- What you need to do
Check every line of the data below for the word "DispatchStats", then give only the number of lines that have it.

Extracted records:
=-=-=

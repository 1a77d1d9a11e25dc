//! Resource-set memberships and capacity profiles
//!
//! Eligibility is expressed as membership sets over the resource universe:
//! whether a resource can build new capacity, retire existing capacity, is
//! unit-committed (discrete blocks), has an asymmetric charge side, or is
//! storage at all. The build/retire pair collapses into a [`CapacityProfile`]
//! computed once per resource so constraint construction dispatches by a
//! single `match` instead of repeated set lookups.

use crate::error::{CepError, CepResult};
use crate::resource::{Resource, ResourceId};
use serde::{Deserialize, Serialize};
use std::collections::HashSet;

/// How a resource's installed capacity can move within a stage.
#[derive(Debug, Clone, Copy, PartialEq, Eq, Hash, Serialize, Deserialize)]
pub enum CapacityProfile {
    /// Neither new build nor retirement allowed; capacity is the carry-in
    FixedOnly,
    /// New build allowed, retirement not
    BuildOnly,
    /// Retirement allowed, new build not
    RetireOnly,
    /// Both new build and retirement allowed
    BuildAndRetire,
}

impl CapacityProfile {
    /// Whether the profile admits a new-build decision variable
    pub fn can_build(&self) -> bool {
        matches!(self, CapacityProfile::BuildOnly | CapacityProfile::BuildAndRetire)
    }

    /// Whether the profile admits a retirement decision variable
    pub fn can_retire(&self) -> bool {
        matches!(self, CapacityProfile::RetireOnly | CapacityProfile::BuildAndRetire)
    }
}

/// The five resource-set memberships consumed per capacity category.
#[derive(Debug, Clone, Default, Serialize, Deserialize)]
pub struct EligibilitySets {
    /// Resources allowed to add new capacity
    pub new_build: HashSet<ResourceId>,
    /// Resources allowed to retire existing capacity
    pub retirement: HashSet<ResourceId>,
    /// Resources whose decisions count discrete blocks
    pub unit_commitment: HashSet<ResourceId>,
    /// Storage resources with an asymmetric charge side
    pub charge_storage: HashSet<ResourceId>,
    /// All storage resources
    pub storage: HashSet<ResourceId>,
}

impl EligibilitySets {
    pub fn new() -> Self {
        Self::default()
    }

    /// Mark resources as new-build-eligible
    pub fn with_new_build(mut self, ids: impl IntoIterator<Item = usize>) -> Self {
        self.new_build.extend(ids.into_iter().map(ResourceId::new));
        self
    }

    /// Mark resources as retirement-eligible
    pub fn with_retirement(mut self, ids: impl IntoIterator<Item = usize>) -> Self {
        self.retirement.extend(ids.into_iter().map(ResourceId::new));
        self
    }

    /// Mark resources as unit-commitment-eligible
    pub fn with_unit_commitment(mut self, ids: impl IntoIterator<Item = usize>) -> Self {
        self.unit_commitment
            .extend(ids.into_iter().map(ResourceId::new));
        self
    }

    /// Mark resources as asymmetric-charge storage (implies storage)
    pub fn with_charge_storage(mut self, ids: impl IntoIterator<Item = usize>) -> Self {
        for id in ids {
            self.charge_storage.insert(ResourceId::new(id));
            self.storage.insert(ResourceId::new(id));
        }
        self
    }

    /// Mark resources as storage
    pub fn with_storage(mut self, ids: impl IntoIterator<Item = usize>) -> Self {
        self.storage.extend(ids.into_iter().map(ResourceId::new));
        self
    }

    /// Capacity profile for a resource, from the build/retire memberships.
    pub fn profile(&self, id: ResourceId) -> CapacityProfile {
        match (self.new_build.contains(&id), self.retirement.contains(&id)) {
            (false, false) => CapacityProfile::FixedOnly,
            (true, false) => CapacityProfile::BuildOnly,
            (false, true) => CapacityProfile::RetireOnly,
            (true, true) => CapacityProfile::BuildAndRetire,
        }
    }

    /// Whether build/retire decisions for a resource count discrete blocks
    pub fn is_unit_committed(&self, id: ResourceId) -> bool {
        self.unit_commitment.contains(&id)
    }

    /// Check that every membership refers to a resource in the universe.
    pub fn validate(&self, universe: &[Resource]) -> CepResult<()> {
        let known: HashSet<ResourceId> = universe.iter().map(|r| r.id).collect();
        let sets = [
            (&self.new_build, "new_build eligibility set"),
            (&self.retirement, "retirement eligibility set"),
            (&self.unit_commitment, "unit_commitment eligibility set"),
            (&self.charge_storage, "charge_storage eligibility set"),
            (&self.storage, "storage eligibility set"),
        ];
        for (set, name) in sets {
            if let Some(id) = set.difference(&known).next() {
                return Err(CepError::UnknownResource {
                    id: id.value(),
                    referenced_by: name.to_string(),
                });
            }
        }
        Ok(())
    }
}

=-=-=

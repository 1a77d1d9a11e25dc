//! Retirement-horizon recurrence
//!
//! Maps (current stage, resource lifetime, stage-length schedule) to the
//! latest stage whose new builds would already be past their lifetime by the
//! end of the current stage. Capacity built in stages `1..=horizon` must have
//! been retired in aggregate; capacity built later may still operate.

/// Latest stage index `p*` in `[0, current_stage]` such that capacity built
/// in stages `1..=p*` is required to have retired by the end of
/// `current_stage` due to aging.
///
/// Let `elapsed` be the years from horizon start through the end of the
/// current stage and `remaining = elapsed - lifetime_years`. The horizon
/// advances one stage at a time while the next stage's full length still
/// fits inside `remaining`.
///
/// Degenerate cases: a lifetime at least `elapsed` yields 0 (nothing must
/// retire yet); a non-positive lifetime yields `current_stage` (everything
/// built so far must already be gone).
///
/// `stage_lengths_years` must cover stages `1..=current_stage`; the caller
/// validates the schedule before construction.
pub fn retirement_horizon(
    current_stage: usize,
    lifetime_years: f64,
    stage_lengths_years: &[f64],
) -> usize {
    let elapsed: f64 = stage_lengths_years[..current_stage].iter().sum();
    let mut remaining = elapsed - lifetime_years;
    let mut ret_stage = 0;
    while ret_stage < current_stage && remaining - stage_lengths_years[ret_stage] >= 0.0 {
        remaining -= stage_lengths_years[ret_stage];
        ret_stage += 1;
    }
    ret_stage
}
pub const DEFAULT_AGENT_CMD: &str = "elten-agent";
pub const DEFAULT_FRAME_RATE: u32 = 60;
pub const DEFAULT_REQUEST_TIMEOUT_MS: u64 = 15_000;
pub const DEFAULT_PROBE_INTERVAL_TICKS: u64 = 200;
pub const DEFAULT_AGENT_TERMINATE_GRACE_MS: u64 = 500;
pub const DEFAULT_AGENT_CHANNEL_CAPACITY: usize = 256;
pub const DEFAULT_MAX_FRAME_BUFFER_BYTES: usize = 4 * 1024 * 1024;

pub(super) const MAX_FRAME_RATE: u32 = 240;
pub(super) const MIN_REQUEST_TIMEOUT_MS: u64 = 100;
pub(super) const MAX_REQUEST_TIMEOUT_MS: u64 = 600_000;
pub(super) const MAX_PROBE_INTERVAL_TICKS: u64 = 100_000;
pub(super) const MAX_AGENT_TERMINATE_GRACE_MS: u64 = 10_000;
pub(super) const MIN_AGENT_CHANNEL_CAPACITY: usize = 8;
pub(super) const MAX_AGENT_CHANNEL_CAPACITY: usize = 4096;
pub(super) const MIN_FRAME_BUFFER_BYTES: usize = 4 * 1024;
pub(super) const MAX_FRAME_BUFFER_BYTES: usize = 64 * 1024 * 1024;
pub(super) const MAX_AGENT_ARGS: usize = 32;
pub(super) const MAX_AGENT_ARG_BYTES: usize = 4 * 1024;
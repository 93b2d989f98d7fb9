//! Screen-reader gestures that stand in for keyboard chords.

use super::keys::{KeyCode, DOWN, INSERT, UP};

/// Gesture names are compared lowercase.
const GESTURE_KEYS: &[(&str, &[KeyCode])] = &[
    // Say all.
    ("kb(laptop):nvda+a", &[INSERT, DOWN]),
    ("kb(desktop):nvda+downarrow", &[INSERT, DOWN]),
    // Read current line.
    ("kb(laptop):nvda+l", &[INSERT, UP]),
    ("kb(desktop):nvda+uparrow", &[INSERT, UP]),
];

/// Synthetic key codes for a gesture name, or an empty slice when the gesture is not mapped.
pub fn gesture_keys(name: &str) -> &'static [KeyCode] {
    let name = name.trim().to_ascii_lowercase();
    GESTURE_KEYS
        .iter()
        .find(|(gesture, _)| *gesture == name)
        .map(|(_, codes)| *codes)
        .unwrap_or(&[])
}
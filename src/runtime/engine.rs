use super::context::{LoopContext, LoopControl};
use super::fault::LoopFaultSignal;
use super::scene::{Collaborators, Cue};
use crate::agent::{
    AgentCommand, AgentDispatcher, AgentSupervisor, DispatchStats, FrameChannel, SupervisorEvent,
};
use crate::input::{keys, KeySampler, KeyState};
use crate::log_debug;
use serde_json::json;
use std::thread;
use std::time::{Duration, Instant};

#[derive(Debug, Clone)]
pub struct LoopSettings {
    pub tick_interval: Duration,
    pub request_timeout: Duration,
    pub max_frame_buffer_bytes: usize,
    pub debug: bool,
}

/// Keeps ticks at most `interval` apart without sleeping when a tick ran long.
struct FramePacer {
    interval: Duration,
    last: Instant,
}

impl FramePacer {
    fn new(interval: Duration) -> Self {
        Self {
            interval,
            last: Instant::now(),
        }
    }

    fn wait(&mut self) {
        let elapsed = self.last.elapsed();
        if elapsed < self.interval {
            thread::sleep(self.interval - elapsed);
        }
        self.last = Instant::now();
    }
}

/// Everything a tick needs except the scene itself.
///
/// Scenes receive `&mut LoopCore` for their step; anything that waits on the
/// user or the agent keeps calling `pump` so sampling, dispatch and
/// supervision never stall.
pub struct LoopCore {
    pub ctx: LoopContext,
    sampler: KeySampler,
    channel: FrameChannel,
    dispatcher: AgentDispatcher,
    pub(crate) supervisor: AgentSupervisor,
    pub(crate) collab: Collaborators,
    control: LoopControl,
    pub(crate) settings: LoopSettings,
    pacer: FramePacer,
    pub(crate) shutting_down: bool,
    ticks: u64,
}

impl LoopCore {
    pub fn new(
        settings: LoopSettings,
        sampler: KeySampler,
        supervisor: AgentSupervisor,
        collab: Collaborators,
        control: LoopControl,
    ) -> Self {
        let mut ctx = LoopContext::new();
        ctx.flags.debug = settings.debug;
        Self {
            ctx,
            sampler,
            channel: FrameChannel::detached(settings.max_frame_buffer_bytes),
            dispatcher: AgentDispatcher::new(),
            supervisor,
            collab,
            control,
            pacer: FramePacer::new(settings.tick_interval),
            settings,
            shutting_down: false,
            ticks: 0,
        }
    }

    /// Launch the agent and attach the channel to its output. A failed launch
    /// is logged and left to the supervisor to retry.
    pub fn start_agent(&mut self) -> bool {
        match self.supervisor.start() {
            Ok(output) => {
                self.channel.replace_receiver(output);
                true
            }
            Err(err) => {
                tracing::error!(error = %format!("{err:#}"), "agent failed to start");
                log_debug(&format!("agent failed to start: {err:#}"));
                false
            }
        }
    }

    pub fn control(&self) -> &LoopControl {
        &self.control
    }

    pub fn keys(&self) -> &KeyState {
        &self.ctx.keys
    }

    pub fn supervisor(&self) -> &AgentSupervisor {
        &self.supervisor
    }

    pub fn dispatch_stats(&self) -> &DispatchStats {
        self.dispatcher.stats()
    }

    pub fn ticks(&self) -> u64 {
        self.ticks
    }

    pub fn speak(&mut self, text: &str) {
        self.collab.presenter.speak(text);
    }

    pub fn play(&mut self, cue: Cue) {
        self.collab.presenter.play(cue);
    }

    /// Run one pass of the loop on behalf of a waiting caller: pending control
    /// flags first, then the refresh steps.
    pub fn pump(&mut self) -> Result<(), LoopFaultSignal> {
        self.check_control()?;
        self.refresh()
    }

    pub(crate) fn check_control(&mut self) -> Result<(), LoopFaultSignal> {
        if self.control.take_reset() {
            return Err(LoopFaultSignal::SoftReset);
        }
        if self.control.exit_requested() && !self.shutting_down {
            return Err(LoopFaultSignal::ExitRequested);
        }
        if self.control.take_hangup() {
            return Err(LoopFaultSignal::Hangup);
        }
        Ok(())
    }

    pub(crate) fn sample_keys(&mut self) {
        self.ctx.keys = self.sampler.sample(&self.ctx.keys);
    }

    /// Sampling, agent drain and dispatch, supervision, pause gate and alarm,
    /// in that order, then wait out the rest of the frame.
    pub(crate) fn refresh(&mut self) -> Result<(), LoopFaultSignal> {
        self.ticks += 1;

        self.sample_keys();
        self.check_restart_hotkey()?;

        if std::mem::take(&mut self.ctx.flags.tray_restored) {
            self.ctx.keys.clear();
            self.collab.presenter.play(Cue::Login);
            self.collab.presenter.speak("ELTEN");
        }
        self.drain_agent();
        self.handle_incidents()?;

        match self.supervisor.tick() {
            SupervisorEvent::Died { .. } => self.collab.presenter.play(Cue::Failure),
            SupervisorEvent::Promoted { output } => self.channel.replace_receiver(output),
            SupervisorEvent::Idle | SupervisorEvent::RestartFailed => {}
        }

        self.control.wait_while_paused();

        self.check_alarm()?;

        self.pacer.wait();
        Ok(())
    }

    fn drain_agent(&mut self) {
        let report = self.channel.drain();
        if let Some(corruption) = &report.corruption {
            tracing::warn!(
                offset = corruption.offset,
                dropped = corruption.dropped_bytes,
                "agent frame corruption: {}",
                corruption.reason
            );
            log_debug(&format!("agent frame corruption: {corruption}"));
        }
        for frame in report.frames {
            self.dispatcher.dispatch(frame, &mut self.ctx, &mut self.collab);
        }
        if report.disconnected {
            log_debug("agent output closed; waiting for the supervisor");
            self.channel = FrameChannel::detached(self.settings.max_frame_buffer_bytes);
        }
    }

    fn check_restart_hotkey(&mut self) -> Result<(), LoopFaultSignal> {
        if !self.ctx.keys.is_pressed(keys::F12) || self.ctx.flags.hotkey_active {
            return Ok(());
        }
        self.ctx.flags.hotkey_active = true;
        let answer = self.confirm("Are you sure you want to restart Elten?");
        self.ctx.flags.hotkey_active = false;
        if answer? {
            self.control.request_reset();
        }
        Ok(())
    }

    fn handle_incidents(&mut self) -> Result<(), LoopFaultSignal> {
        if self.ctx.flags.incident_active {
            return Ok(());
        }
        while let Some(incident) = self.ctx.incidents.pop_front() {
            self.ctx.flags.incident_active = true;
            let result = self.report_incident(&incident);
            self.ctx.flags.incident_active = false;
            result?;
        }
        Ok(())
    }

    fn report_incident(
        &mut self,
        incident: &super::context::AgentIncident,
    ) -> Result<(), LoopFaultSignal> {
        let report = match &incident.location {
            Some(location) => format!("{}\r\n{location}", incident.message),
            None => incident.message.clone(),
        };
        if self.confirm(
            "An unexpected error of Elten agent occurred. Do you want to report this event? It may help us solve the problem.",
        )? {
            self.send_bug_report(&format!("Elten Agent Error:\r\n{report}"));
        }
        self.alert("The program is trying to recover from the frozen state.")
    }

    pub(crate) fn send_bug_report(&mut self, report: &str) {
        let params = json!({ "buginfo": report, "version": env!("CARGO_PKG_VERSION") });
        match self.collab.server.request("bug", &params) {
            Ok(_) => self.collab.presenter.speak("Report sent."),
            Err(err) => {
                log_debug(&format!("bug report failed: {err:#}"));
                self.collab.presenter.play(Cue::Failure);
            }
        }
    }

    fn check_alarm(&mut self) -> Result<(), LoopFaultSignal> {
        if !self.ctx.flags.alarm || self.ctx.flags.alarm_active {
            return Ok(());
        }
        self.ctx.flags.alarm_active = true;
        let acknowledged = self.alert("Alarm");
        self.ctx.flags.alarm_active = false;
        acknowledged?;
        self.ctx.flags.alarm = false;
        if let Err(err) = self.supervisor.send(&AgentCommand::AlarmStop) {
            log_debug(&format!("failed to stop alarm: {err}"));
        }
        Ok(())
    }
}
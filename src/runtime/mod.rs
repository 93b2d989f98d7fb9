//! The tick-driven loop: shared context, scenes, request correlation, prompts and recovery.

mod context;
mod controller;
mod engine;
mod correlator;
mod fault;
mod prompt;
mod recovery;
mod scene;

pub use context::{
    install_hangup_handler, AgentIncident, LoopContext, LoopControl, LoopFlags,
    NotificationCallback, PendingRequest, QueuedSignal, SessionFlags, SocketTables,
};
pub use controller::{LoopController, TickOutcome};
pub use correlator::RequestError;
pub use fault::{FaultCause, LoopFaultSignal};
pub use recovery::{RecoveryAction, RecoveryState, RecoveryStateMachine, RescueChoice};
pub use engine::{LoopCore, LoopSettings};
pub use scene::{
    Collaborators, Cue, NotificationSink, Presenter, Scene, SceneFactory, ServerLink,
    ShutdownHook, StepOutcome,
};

=-=-=

- Worked solution
2